Les Etats-Unis votent le 3 novembre et quelques jours plus tard nous devrions connaître le successeur de l’inattendu président qu’elle s’est donnée il y a 4 ans. Les Européens souhaitent très majoritairement que le sortant ne soit pas réélu.
Si son challenger l’emporte, le monde, les Américains et leurs partenaires gagneront un interlocuteur plus poli, moins imprévisible et certainement plus sensé. Pour autant, ils auraient tort de croire que la relation transatlantique redeviendra ce qu’elle a été pendant la Guerre froide.
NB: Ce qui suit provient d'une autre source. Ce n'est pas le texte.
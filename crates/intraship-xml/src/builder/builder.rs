use crate::builder::{AliasMap, Declaration, Element, Namespace, NamespaceWrite, XmlBuilderError};

/// Represents a builder for constructing a complete XML document.
pub struct Builder<'a> {
    /// The XML declaration.
    declaration: Option<Declaration<'a>>,
    /// The root element of the XML document.
    element: Element<'a>,
}

impl<'a> Builder<'a> {
    /// Creates a new instance of `Builder` with the given declaration and root element.
    ///
    /// # Example
    ///
    /// ```
    /// use intraship_xml::builder::{Builder, Declaration, Element};
    /// let declaration = Declaration::new("1.0", "UTF-8");
    /// let builder = Builder::new(Some(declaration), Element::new("root"));
    /// assert_eq!(
    ///     builder.to_xml_string().unwrap(),
    ///     r#"<?xml version="1.0" encoding="UTF-8"?><root/>"#
    /// );
    /// ```
    pub const fn new(declaration: Option<Declaration<'a>>, element: Element<'a>) -> Self {
        Builder {
            declaration,
            element,
        }
    }

    pub fn write_to<W: std::io::Write>(&self, mut w: W) -> Result<(), XmlBuilderError> {
        if let Some(decl) = &self.declaration {
            decl.write(&mut w)?;
        }
        self.element.ns_write(&mut w, None)
    }

    pub fn to_xml_string(&self) -> Result<String, XmlBuilderError> {
        let mut buf = Vec::new();
        self.write_to(&mut buf)?;
        Ok(String::from_utf8(buf)?)
    }
}

/// A sequence of sibling elements without a common root.
///
/// Namespaces are resolved through aliases that are declared by whatever
/// document the fragment is eventually embedded in, so no `xmlns` attribute
/// is written for them.
#[derive(Debug, Clone, Default)]
pub struct Fragment<'a> {
    aliases: AliasMap<'a>,
    elements: Vec<Element<'a>>,
}

impl<'a> Fragment<'a> {
    pub fn new() -> Self {
        Self::default()
    }

    pub fn with_alias(mut self, url: &'a str, alias: &'a str) -> Self {
        self.aliases.insert(Namespace::new(url), Some(alias));
        self
    }

    pub fn push(mut self, element: Element<'a>) -> Self {
        self.elements.push(element);
        self
    }

    pub fn extend(mut self, elements: impl IntoIterator<Item = Element<'a>>) -> Self {
        self.elements.extend(elements);
        self
    }

    pub fn write_to<W: std::io::Write>(&self, mut w: W) -> Result<(), XmlBuilderError> {
        for element in &self.elements {
            element.ns_write(&mut w, Some(&self.aliases))?;
        }
        Ok(())
    }

    pub fn to_xml_string(&self) -> Result<String, XmlBuilderError> {
        let mut buf = Vec::new();
        self.write_to(&mut buf)?;
        Ok(String::from_utf8(buf)?)
    }
}
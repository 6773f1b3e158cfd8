use std::fmt;

use chrono::{NaiveDate, NaiveTime};
use intraship_xml::builder::Element;

use super::{optional_number, optional_plain};

/// Product a pickup is booked for.
#[derive(Debug, Clone, PartialEq, Eq, Hash, serde::Deserialize)]
#[serde(from = "String")]
pub enum ProductId {
    /// Domestic express, international.
    Ddi,
    /// Domestic express, national.
    Ddn,
    Tdi,
    Tdn,
    Other(String),
}

impl ProductId {
    pub fn as_str(&self) -> &str {
        match self {
            Self::Ddi => "DDI",
            Self::Ddn => "DDN",
            Self::Tdi => "TDI",
            Self::Tdn => "TDN",
            Self::Other(other) => other,
        }
    }

    /// Products whose booking is billed to the client's own EKP unless the
    /// caller names another account.
    pub const fn bills_client_account(&self) -> bool {
        matches!(self, Self::Ddi | Self::Ddn)
    }
}

impl From<&str> for ProductId {
    fn from(value: &str) -> Self {
        match value.trim().to_ascii_uppercase().as_str() {
            "DDI" => Self::Ddi,
            "DDN" => Self::Ddn,
            "TDI" => Self::Tdi,
            "TDN" => Self::Tdn,
            _ => Self::Other(value.trim().to_string()),
        }
    }
}

impl From<String> for ProductId {
    fn from(value: String) -> Self {
        Self::from(value.as_str())
    }
}

impl fmt::Display for ProductId {
    fn fmt(&self, f: &mut fmt::Formatter<'_>) -> fmt::Result {
        f.write_str(self.as_str())
    }
}

/// A pickup request.
///
/// `account` and `attendance` may be left unset; the client fills them in
/// from its own configuration before the request is sent.
#[derive(Debug, Clone, PartialEq, typed_builder::TypedBuilder, serde::Deserialize)]
pub struct BookingInformation {
    #[builder(setter(into))]
    pub product_id: ProductId,
    #[builder(default, setter(into, strip_option))]
    pub account: Option<String>,
    #[builder(default, setter(into, strip_option))]
    pub attendance: Option<String>,
    pub pickup_date: NaiveDate,
    pub ready_by_time: NaiveTime,
    pub closing_time: NaiveTime,
    #[builder(default, setter(into, strip_option))]
    pub remark: Option<String>,
    /// Where at the pickup address the parcels wait, e.g. "reception".
    #[builder(default, setter(into, strip_option))]
    pub area: Option<String>,
    #[builder(default, setter(strip_option))]
    pub total_pieces: Option<u32>,
    #[builder(default, setter(strip_option))]
    pub pallet_count: Option<u32>,
    #[builder(default, setter(strip_option))]
    pub total_weight_kg: Option<f64>,
    #[builder(default, setter(strip_option))]
    pub max_length_cm: Option<u32>,
    #[builder(default, setter(strip_option))]
    pub max_width_cm: Option<u32>,
    #[builder(default, setter(strip_option))]
    pub max_height_cm: Option<u32>,
}

impl BookingInformation {
    pub fn to_element(&self) -> Element<'_> {
        Element::new("BookingInformation")
            .add_child(Element::new("ProductID").set_text(self.product_id.as_str()))
            .add_child_optional(optional_plain("Account", self.account.as_deref()))
            .add_child_optional(optional_plain("Attendance", self.attendance.as_deref()))
            .add_child(
                Element::new("PickupDate").set_text(self.pickup_date.format("%Y-%m-%d").to_string()),
            )
            .add_child(
                Element::new("ReadyByTime").set_text(self.ready_by_time.format("%H:%M").to_string()),
            )
            .add_child(
                Element::new("ClosingTime").set_text(self.closing_time.format("%H:%M").to_string()),
            )
            .add_child_optional(optional_plain("Remark", self.remark.as_deref()))
            .add_child_optional(optional_plain("PickupLocation", self.area.as_deref()))
            .add_child_optional(optional_number("AmountOfPieces", self.total_pieces))
            .add_child_optional(optional_number("AmountOfPallets", self.pallet_count))
            .add_child_optional(optional_number("WeightInKG", self.total_weight_kg))
            .add_child_optional(optional_number("MaxLengthInCM", self.max_length_cm))
            .add_child_optional(optional_number("MaxWidthInCM", self.max_width_cm))
            .add_child_optional(optional_number("MaxHeightInCM", self.max_height_cm))
    }
}
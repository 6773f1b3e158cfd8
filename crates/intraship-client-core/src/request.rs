//! Operation payloads.
//!
//! A payload is the sequence of elements placed inside the operation's request
//! element: the `cis:Version` header followed by the operation body. It never
//! contains authentication, which travels in the SOAP header.

use intraship_xml::builder::{Element, Fragment, XmlBuilderError};

pub const INTRASHIP_NS: &str = "http://de.ws.intraship";
pub const CISBASE_NS: &str = "http://dhl.de/webservice/cisbase";

pub const MAJOR_RELEASE: &str = "1";
pub const MINOR_RELEASE: &str = "0";

/// An element in the `cis` namespace.
pub fn cis(name: &str) -> Element<'_> {
    Element::new(name).set_namespace(CISBASE_NS)
}

/// The version header every request starts with.
pub fn version() -> Element<'static> {
    cis("Version")
        .add_child(cis("majorRelease").set_text(MAJOR_RELEASE))
        .add_child(cis("minorRelease").set_text(MINOR_RELEASE))
}

/// Serializes `version()` followed by `body`.
///
/// Namespace prefixes (`cis:`) are written but not declared; the envelope the
/// payload is embedded into declares them.
pub fn build_request<'a>(
    body: impl IntoIterator<Item = Element<'a>>,
) -> Result<String, XmlBuilderError> {
    Fragment::new()
        .with_alias(CISBASE_NS, "cis")
        .with_alias(INTRASHIP_NS, "is")
        .push(version())
        .extend(body)
        .to_xml_string()
}

/// `ShipmentNumber/cis:shipmentNumber`, the whole body of delete and manifest calls.
pub fn shipment_number(number: &str) -> Element<'_> {
    Element::new("ShipmentNumber").add_child(cis("shipmentNumber").set_text(number))
}
use std::{path::PathBuf, sync::OnceLock};

use clap::{Parser, Subcommand};
use intraship_client_core::{ClientConfig, Environment};
use tracing_log::LogTracer;
use tracing_subscriber::{fmt, prelude::*, registry::Registry, EnvFilter};

static LOG_GUARD: OnceLock<tracing_appender::non_blocking::WorkerGuard> = OnceLock::new();

/// Makes sure a panic ends up in the log file before the process exits.
fn setup_panic_hook() {
    std::panic::set_hook(Box::new(|panic_info| {
        tracing::error!("A panic occurred: {}", panic_info);
    }));
}

/// DHL Intraship shipment client
#[derive(Debug, Parser)]
#[command(version, about, long_about = None)]
pub struct Args {
    /// Intraship user
    #[arg(short, long, env = "INTRASHIP_USER", default_value = "")]
    pub user: String,

    /// Intraship password
    #[arg(
        short = 'P',
        long,
        env = "INTRASHIP_SIGNATURE",
        default_value = "",
        hide_env_values = true
    )]
    pub signature: String,

    /// First part of the DHL account number
    #[arg(short, long, env = "INTRASHIP_EKP", default_value = "")]
    pub ekp: String,

    #[arg(long, default_value = "01", help = "Procedure id")]
    pub procedure_id: String,

    #[arg(long, default_value = "01", help = "Partner id, also the default pickup attendance")]
    pub partner_id: String,

    /// Use the Intraship test system
    #[arg(long)]
    pub test: bool,

    /// Verbose logging (can be repeated for more verbosity)
    #[arg(short, long, action = clap::ArgAction::Count, help = "Increase logging verbosity")]
    pub verbose: u8,

    #[command(subcommand)]
    pub command: Command,
}

#[derive(Debug, Subcommand)]
pub enum Command {
    /// Create the shipments listed in a TOML file and print the first shipment number
    CreateShipment {
        file: PathBuf,
        /// Return the label as XML instead of a download URL
        #[arg(long)]
        xml_label: bool,
    },
    DeleteShipment { shipment_number: String },
    /// Manifest a shipment for today's pickup
    Manifest { shipment_number: String },
    /// Book a pickup described in a TOML file
    BookPickup { file: PathBuf },
}

impl Args {
    /// Credentials are checked when the client is created, not here.
    pub fn client_config(&self) -> ClientConfig {
        ClientConfig::builder()
            .user(self.user.as_str())
            .signature(self.signature.as_str())
            .ekp(self.ekp.as_str())
            .procedure_id(self.procedure_id.as_str())
            .partner_id(self.partner_id.as_str())
            .build()
    }

    pub const fn environment(&self) -> Environment {
        if self.test {
            Environment::Test
        } else {
            Environment::Production
        }
    }
}

/// Initialize logging to `intraship_client.log`
pub fn init_logging(verbose_level: u8) -> anyhow::Result<()> {
    setup_panic_hook();

    // Bridge logs from the `log` crate to `tracing`
    LogTracer::init().ok();

    let file = std::fs::File::create("intraship_client.log")?;
    let (nb_writer, guard) = tracing_appender::non_blocking(file);

    if LOG_GUARD.set(guard).is_err() {
        tracing::warn!("LOG_GUARD was already set");
    }

    // Request and response XML are only logged from level 1 on.
    let filter_str = match verbose_level {
        0 => "info,ureq=error,native_tls=error",
        1 => "debug,ureq=warn,native_tls=error",
        2 => "trace,ureq=info,native_tls=error",
        _ => "trace",
    };

    let subscriber = Registry::default().with(EnvFilter::new(filter_str)).with(
        fmt::layer()
            .with_writer(nb_writer)
            .with_target(true)
            .with_line_number(true)
            .with_file(true)
            .with_ansi(false)
            .compact(),
    );

    tracing::subscriber::set_global_default(subscriber)?;
    tracing::info!("Logging system initialized.");

    Ok(())
}
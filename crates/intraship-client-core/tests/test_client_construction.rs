mod common;

use std::{sync::Arc, thread};

use common::*;
use intraship_client_core::{
    mock::MockTransport, CarrierClient, ClientConfig, Environment, IntrashipError, Transport,
};

fn assert_send_sync<T: Send + Sync>() {}

#[test]
fn test_missing_credentials_fail_with_configuration_error() {
    let cases = [
        ("", "secret", EKP),
        ("user", "", EKP),
        ("user", "secret", ""),
        ("", "", ""),
    ];

    for (user, signature, ekp) in cases {
        let config = ClientConfig::builder()
            .user(user)
            .signature(signature)
            .ekp(ekp)
            .procedure_id("02")
            .build();

        let result = CarrierClient::new(config, Environment::Production, MockTransport::new());
        assert!(
            matches!(result, Err(IntrashipError::Configuration(_))),
            "{user:?}/{ekp:?} should be rejected"
        );
    }
}

#[test]
fn test_transport_endpoint_must_match_environment() {
    let production = MockTransport::new().with_endpoint(Environment::Production.endpoint_url().unwrap());
    let result = CarrierClient::new(config(), Environment::Test, production);
    match result {
        Err(IntrashipError::Configuration(message)) => {
            assert!(message.contains("http://www.intraship.de/ws/1_0/de/ISService"));
            assert!(message.contains("test-intraship.dhl.com"));
        }
        other => panic!("expected a configuration error, got {other:?}"),
    }

    let test = MockTransport::new().with_endpoint(Environment::Test.endpoint_url().unwrap());
    let client = CarrierClient::new(config(), Environment::Test, test).unwrap();
    assert_eq!(
        client.transport().endpoint().map(url::Url::as_str),
        Some("http://test-intraship.dhl.com/ws/1_0/de/ISService")
    );
}

#[test]
fn test_environment_is_kept() {
    let client = client(MockTransport::new());
    assert_eq!(client.environment(), Environment::Test);
    assert_eq!(client.config().partner_id, PARTNER_ID);
}

#[test]
fn test_client_can_be_shared_between_threads() {
    assert_send_sync::<CarrierClient<MockTransport>>();

    let transport = (0..4).fold(MockTransport::new(), |transport, _| {
        transport.respond_with(&status_response("DoManifestResponse", "0", "ok", ""))
    });
    let client = Arc::new(client(transport));

    let handles: Vec<_> = (0..4)
        .map(|i| {
            let client = Arc::clone(&client);
            thread::spawn(move || client.manifest(&format!("0034043383600000000{i}")))
        })
        .collect();

    for handle in handles {
        handle.join().unwrap().unwrap();
    }
    assert_eq!(client.transport().calls().len(), 4);
}
mod config;
mod http_client;
mod input;

use anyhow::Context;
use clap::Parser;
use intraship_client_core::{CarrierClient, CreateShipmentOptions, Label};
use tracing::{error, info, instrument};

use config::{init_logging, Args, Command};
use http_client::UreqTransport;
use input::{read_toml, PickupFile, ShipmentFile};

#[instrument(name = "main", level = "info")]
fn main() -> anyhow::Result<()> {
    let args = Args::parse();

    // Without logging there is nowhere to report to.
    if let Err(e) = init_logging(args.verbose) {
        eprintln!("Failed to initialize logging: {e}");
        std::process::exit(1);
    }

    if let Err(e) = run_app(&args) {
        error!("Application failed to run: {:?}", e);
        return Err(e);
    }

    Ok(())
}

fn run_app(args: &Args) -> anyhow::Result<()> {
    let environment = args.environment();
    info!(?environment, user = %args.user, "starting Intraship client");

    let transport = UreqTransport::new(environment)?;
    let client = CarrierClient::new(args.client_config(), environment, transport)
        .context("invalid client configuration")?;

    match &args.command {
        Command::CreateShipment { file, xml_label } => {
            let shipments: ShipmentFile = read_toml(file)?;
            let created = client.create_shipment(
                shipments.into_batch(),
                CreateShipmentOptions {
                    xml_label_response: *xml_label,
                },
            )?;

            println!("{}", created.shipment_number);
            match created.label {
                Label::Url(url) => println!("{url}"),
                Label::Xml(xml) => println!("{xml}"),
            }
        }
        Command::DeleteShipment { shipment_number } => {
            client.delete_shipment(shipment_number)?;
            println!("deleted {shipment_number}");
        }
        Command::Manifest { shipment_number } => {
            client.manifest(shipment_number)?;
            println!("manifested {shipment_number}");
        }
        Command::BookPickup { file } => {
            let pickup: PickupFile = read_toml(file)?;
            let booked = client.book_pickup(
                &pickup.booking,
                &pickup.pickup_address,
                pickup.contact_orderer.as_ref(),
            )?;
            println!("{}", booked.confirmation_number);
        }
    }

    Ok(())
}
#![allow(dead_code)]

use chrono::{NaiveDate, NaiveTime};
use intraship_client_core::{
    mock::MockTransport, Address, BookingInformation, CarrierClient, ClientConfig, Environment,
    Party, Shipment,
};

pub const EKP: &str = "5000000000";
pub const PARTNER_ID: &str = "07";

pub fn config() -> ClientConfig {
    ClientConfig::builder()
        .user("geschaeftskunden_api")
        .signature("Dhl_ep_test1")
        .ekp(EKP)
        .partner_id(PARTNER_ID)
        .build()
}

pub fn client(transport: MockTransport) -> CarrierClient<MockTransport> {
    CarrierClient::new(config(), Environment::Test, transport).expect("valid test configuration")
}

pub fn address(company: &str) -> Address {
    Address::builder()
        .party(Party::company(company))
        .street("Charles-de-Gaulle-Str.")
        .house_number("20")
        .zip("53113")
        .city("Bonn")
        .email("logistics@example.com")
        .build()
}

pub fn shipment() -> Shipment {
    Shipment::builder()
        .shipment_date(NaiveDate::from_ymd_opt(2026, 10, 19).unwrap())
        .weight_kg(3.2)
        .sender(address("Sender AG"))
        .receiver(address("Receiver KG"))
        .build()
}

pub fn booking(product: &str) -> BookingInformation {
    BookingInformation::builder()
        .product_id(product)
        .pickup_date(NaiveDate::from_ymd_opt(2026, 10, 20).unwrap())
        .ready_by_time(NaiveTime::from_hms_opt(9, 0, 0).unwrap())
        .closing_time(NaiveTime::from_hms_opt(16, 0, 0).unwrap())
        .build()
}

pub fn created_response(label: &str) -> String {
    format!(
        "<CreateShipmentResponse>\
           <status><StatusCode>0</StatusCode><StatusMessage>ok</StatusMessage></status>\
           <CreationState>\
             <StatusCode>0</StatusCode><StatusMessage>ok</StatusMessage><SequenceNumber>1</SequenceNumber>\
             <ShipmentNumber><shipmentNumber>SHP123</shipmentNumber></ShipmentNumber>\
             {label}\
           </CreationState>\
         </CreateShipmentResponse>"
    )
}

pub fn status_response(element: &str, code: &str, message: &str, detail: &str) -> String {
    format!(
        "<{element}><status><StatusCode>{code}</StatusCode><StatusMessage>{message}</StatusMessage></status>{detail}</{element}>"
    )
}
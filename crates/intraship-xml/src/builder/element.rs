use std::borrow::Cow;

use crate::builder::{escape, AliasMap, Namespace, NamespaceWrite, XmlBuilderError};

#[derive(Debug, Clone)]
enum Content<'a> {
    /// Text content, escaped on write.
    Text(Cow<'a, str>),
    /// Pre-serialized markup written verbatim.
    Raw(Cow<'a, str>),
    /// Child elements.
    Elements(Vec<Element<'a>>),

    None,
}

/// Represents an XML element.
#[derive(Debug, Clone)]
pub struct Element<'a> {
    /// The local name of the element.
    name: &'a str,
    /// The namespace the element belongs to, rendered through the alias map.
    namespace: Option<Namespace<'a>>,
    /// `xmlns` declarations emitted on this element and inherited by its children.
    namespace_declarations: Vec<(Namespace<'a>, Option<&'a str>)>,
    content: Content<'a>,
}

impl<'a> Element<'a> {
    /// Creates a new instance of `Element` with the given name.
    ///
    /// # Example
    ///
    /// ```
    /// use intraship_xml::builder::Element;
    /// let element = Element::new("ShipmentOrder");
    /// ```
    pub fn new(name: &'a str) -> Self {
        Element {
            name,
            namespace: None,
            namespace_declarations: Vec::new(),
            content: Content::None,
        }
    }

    pub fn name(&self) -> &'a str {
        self.name
    }

    pub fn set_namespace(mut self, namespace: impl Into<Namespace<'a>>) -> Self {
        self.namespace = Some(namespace.into());
        self
    }

    /// Declares `xmlns:alias="url"` (or a default namespace when `alias` is `None`).
    ///
    /// # Example
    ///
    /// ```
    /// use intraship_xml::builder::Element;
    /// let element = Element::new("Envelope")
    ///     .set_namespace("http://schemas.xmlsoap.org/soap/envelope/")
    ///     .add_namespace_declaration("http://schemas.xmlsoap.org/soap/envelope/", Some("soapenv"));
    /// assert_eq!(
    ///     element.to_xml_string().unwrap(),
    ///     r#"<soapenv:Envelope xmlns:soapenv="http://schemas.xmlsoap.org/soap/envelope/"/>"#
    /// );
    /// ```
    pub fn add_namespace_declaration(mut self, url: &'a str, alias: Option<&'a str>) -> Self {
        self.namespace_declarations
            .push((Namespace::new(url), alias));
        self
    }

    /// Adds a child element. Any text content set before is replaced.
    pub fn add_child(mut self, child: Element<'a>) -> Self {
        match self.content {
            Content::None | Content::Text(_) | Content::Raw(_) => {
                self.content = Content::Elements(vec![child]);
            }
            Content::Elements(ref mut children) => {
                children.push(child);
            }
        }
        self
    }

    pub fn add_children(mut self, children: impl IntoIterator<Item = Element<'a>>) -> Self {
        for child in children {
            self = self.add_child(child);
        }
        self
    }

    /// Adds the child only when it is `Some`.
    pub fn add_child_optional(self, child: Option<Element<'a>>) -> Self {
        match child {
            Some(child) => self.add_child(child),
            None => self,
        }
    }

    /// Sets the text content. Any children added before are dropped.
    pub fn set_text(mut self, text: impl Into<Cow<'a, str>>) -> Self {
        self.content = Content::Text(text.into());
        self
    }

    /// Sets markup that is written as-is, without escaping.
    pub fn set_raw(mut self, markup: impl Into<Cow<'a, str>>) -> Self {
        self.content = Content::Raw(markup.into());
        self
    }

    pub fn write_to<W: std::io::Write>(&self, mut w: W) -> Result<(), XmlBuilderError> {
        self.ns_write(&mut w, None)
    }

    pub fn to_xml_string(&self) -> Result<String, XmlBuilderError> {
        let mut buf = Vec::new();
        self.write_to(&mut buf)?;
        Ok(String::from_utf8(buf)?)
    }

    fn qualified_name(&self, alias_map: Option<&AliasMap<'a>>) -> Result<String, XmlBuilderError> {
        let Some(ns) = &self.namespace else {
            return Ok(self.name.to_string());
        };

        let Some(map) = alias_map else {
            return Err(XmlBuilderError::MissingAliasMapForElement {
                tag: self.name.to_string(),
                ns: ns.url.to_string(),
            });
        };

        match map.get(ns) {
            Some(Some(alias)) => Ok(format!("{alias}:{}", self.name)),
            Some(None) => Ok(self.name.to_string()),
            None => Err(XmlBuilderError::NamespaceNotDeclared {
                tag: self.name.to_string(),
                ns: ns.url.to_string(),
            }),
        }
    }
}

impl<'a> NamespaceWrite<'a> for Element<'a> {
    fn ns_write<W: std::io::Write>(
        &self,
        w: &mut W,
        alias_map: Option<&AliasMap<'a>>,
    ) -> Result<(), XmlBuilderError> {
        let scoped;
        let alias_map = if self.namespace_declarations.is_empty() {
            alias_map
        } else {
            let mut map = alias_map.cloned().unwrap_or_default();
            map.extend(self.namespace_declarations.iter().copied());
            scoped = map;
            Some(&scoped)
        };

        let name = self.qualified_name(alias_map)?;
        write!(w, "<{name}")?;

        for (ns, alias) in &self.namespace_declarations {
            match alias {
                Some(alias) => write!(w, " xmlns:{alias}=\"{}\"", escape(ns.url))?,
                None => write!(w, " xmlns=\"{}\"", escape(ns.url))?,
            }
        }

        match &self.content {
            Content::None => w.write_all(b"/>")?,
            Content::Text(text) => write!(w, ">{}</{name}>", escape(text))?,
            Content::Raw(markup) => write!(w, ">{markup}</{name}>")?,
            Content::Elements(children) => {
                w.write_all(b">")?;
                for child in children {
                    child.ns_write(w, alias_map)?;
                }
                write!(w, "</{name}>")?;
            }
        }
        Ok(())
    }
}
//! Reading status codes and results out of response bodies.

use intraship_xml::parser::XmlNode;

use crate::{
    error::{CarrierOperationError, IntrashipError},
    transport::Operation,
};

/// The status code the service uses for success.
pub const SUCCESS_CODE: &str = "0";

/// Where an operation's response keeps its status and failure detail.
#[derive(Debug, Clone, Copy, PartialEq, Eq)]
pub struct ResponseLayout {
    pub operation: Operation,
    /// Path below the response element to the itemized status node(s).
    /// Empty when the operation reports no detail.
    pub detail: &'static [&'static str],
}

impl ResponseLayout {
    pub const CREATE_SHIPMENT: Self = Self {
        operation: Operation::CreateShipmentDD,
        detail: &["CreationState", "StatusMessage"],
    };
    pub const DELETE_SHIPMENT: Self = Self {
        operation: Operation::DeleteShipmentDD,
        detail: &["DeletionState", "Status"],
    };
    pub const MANIFEST: Self = Self {
        operation: Operation::DoManifestDD,
        detail: &["ManifestState", "Status"],
    };
    pub const BOOK_PICKUP: Self = Self {
        operation: Operation::BookPickup,
        detail: &[],
    };
}

/// Checks the `status` node of a response body.
///
/// Returns the operation's response element when the status code is `"0"`,
/// otherwise the carrier's code, message and itemized detail.
pub fn interpret<'d>(
    body: &'d XmlNode,
    layout: &ResponseLayout,
) -> Result<&'d XmlNode, IntrashipError> {
    let response_name = layout.operation.response_element();
    let response = body.child(response_name).ok_or_else(|| {
        IntrashipError::InvalidResponse(format!("response has no {response_name} element").into())
    })?;

    let code = response.text_at(&["status", "StatusCode"]).ok_or_else(|| {
        IntrashipError::InvalidResponse(format!("{response_name} has no status code").into())
    })?;

    if code == SUCCESS_CODE {
        return Ok(response);
    }

    Err(CarrierOperationError {
        code: code.to_string(),
        message: response
            .text_at(&["status", "StatusMessage"])
            .unwrap_or_default()
            .to_string(),
        detail: detail_messages(response, layout.detail),
    }
    .into())
}

/// Text at `path` below `node`, or an `InvalidResponse` naming the path.
pub fn required_text(node: &XmlNode, path: &[&str]) -> Result<String, IntrashipError> {
    node.text_at(path).map(str::to_string).ok_or_else(|| {
        IntrashipError::InvalidResponse(
            format!("{} is missing {}", node.name(), path.join("/")).into(),
        )
    })
}

fn detail_messages(response: &XmlNode, path: &[&str]) -> Vec<String> {
    if path.is_empty() {
        return Vec::new();
    }

    response
        .find_all(path)
        .into_iter()
        .flat_map(|node| {
            if node.has_children() {
                node.descendants_named("StatusMessage")
            } else {
                vec![node]
            }
        })
        .filter_map(XmlNode::text)
        .map(str::to_string)
        .collect()
}
use intraship_xml::builder::{Builder, Declaration, Element};

const SOAP: &str = "http://schemas.xmlsoap.org/soap/envelope/";
const CIS: &str = "http://dhl.de/webservice/cisbase";

#[test]
fn test_built_document_resolves_namespaces_when_parsed() {
    let envelope = Element::new("Envelope")
        .set_namespace(SOAP)
        .add_namespace_declaration(SOAP, Some("soapenv"))
        .add_namespace_declaration(CIS, Some("cis"))
        .add_child(
            Element::new("Body").set_namespace(SOAP).add_child(
                Element::new("ShipmentNumber")
                    .add_child(Element::new("shipmentNumber").set_namespace(CIS).set_text("SHP 1 & 2")),
            ),
        );

    let xml = Builder::new(Some(Declaration::new("1.0", "UTF-8")), envelope)
        .to_xml_string()
        .expect("envelope should serialize");

    let root = intraship_xml::parser::parse(&xml).expect("serialized envelope should parse");
    assert_eq!(root.namespace(), Some(SOAP));

    let number = root
        .find(&["Body", "ShipmentNumber", "shipmentNumber"])
        .expect("shipment number should be present");
    assert_eq!(number.namespace(), Some(CIS));
    assert_eq!(number.text(), Some("SHP 1 & 2"));
}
Défiés par la Chine, qui leur conteste le leadership mondial, les Etats-Unis ont depuis un moment déjà tourné leur regard vers l’Asie et ils se méfient désormais plus ouvertement de cette Europe qui s’unit. Elle est trop riche, enchaîne les succès commerciaux et même si son modèle politique et social est moins agile parce que plus juste et plus solidaire, elle est devenue un rival économique. Si, de surcroît, elle commence à peser sur la scène internationale, à y défendre ses intérêts et donc à s’émanciper, elle deviendra vite un « ennemi », ce que l’actuel résident de la Maison blanche a d’ailleurs un peu trop vite déclaré.
Quel que soit le président et le Congrès américains, outre-Atlantique, l’heure est au repli, à un nationalisme parfois agressif et à un égoïsme envahissant. Cela les conduit à entretenir des ennemis bien commodes, comme la Russie, à fermer les yeux sur des partenaires dangereux comme la Turquie, à tenter d’imposer la loi américaine hors de ses frontières, à agir unilatéralement un peu partout et à saper systématiquement le semblant d’ordre international qu’ils avaient construit. On est loin des valeurs que l’Amérique a incarnées : la Liberté, la Démocratie et les droits de l’Homme. Les Etats-Unis n’ont pas accepté la Cour pénale internationale et la menacent même. Ils se sont retirés de l’UNESCO, du Comité des Droits de l’Homme de l’ONU, de l’Accord de Paris, n’ont pas ratifié la Convention de l’ONU sur le droit de la mer (Montego Bay) qu’ils exigent de voir appliquée par d’autres, etc.
Les Européens vont devoir vivre longtemps avec des Etats-Unis peu coopératifs et doivent donc apprendre à pratiquer ce partenaire puissant et difficile en s’efforçant d’être eux-mêmes. Ils doivent, si nécessaire à quelques-uns, définir ce qu’ils veulent faire avec l’Amérique et pas seulement attendre qu’elle le leur dise. Il faudra, pour le moins, avoir un dialogue franc et approfondi sur la réalité de ces valeurs longtemps partagées et leur traduction contemporaine.